◆ **What this task involves**:
Nothing but the lines from the one containing "or assembly failed." through the final line of the data should be repeated, and each must be exact.

(Material provided)

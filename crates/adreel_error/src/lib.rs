//! Error types for the adreel ad video pipeline.
//!
//! # Error Hierarchy
//!
//! All errors follow the `ErrorKind` + wrapper struct pattern:
//! - `*ErrorKind` enum defines specific error conditions
//! - `*Error` struct wraps the kind with source location tracking
//! - All errors use `#[track_caller]` for automatic location capture
//!
//! Pipeline failures are wrapped in [`StageError`] so callers can tell
//! whether compilation, generation or assembly failed.
//!
//! # Examples
//!
//! ```
//! use adreel_error::{AdreelResult, HttpError};
//!
//! fn fetch_data() -> AdreelResult<String> {
//!     Err(HttpError::new("Connection refused"))?
//! }
//!
//! match fetch_data() {
//!     Ok(data) => println!("Got: {}", data),
//!     Err(e) => eprintln!("Error: {}", e),
//! }
//! ```

#![forbid(unsafe_code)]
#![warn(missing_docs)]

mod config;
mod error;
mod generation;
mod http;
mod input;
mod json;
mod provider;
mod retry;
mod stage;
mod storage;
mod timeout;
mod tool;

pub use config::ConfigError;
pub use error::{AdreelError, AdreelErrorKind, AdreelResult};
pub use generation::GenerationError;
pub use http::HttpError;
pub use input::{InputError, InputErrorKind};
pub use json::JsonError;
pub use provider::{ProviderError, ProviderErrorKind};
pub use retry::RetryableError;
pub use stage::{PipelineStage, StageError};
pub use storage::{StorageError, StorageErrorKind};
pub use timeout::{CancelledError, TimeoutError, TimeoutErrorKind};
pub use tool::{ToolError, ToolErrorKind};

(End Material provided)

◆ **Exercise output**:
//! whether compilation, generation or assembly failed.
//!
//! # Examples
//!
//! ```
//! use adreel_error::{AdreelResult, HttpError};
//!
//! fn fetch_data() -> AdreelResult<String> {
//!     Err(HttpError::new("Connection refused"))?
//! }
//!
//! match fetch_data() {
//!     Ok(data) => println!("Got: {}", data),
//!     Err(e) => eprintln!("Error: {}", e),
//! }
//! ```

#![forbid(unsafe_code)]
#![warn(missing_docs)]

mod config;
mod error;
mod generation;
mod http;
mod input;
mod json;
mod provider;
mod retry;
mod stage;
mod storage;
mod timeout;
mod tool;

pub use config::ConfigError;
pub use error::{AdreelError, AdreelErrorKind, AdreelResult};
pub use generation::GenerationError;
pub use http::HttpError;
pub use input::{InputError, InputErrorKind};
pub use json::JsonError;
pub use provider::{ProviderError, ProviderErrorKind};
pub use retry::RetryableError;
pub use stage::{PipelineStage, StageError};
pub use storage::{StorageError, StorageErrorKind};
pub use timeout::{CancelledError, TimeoutError, TimeoutErrorKind};
pub use tool::{ToolError, ToolErrorKind};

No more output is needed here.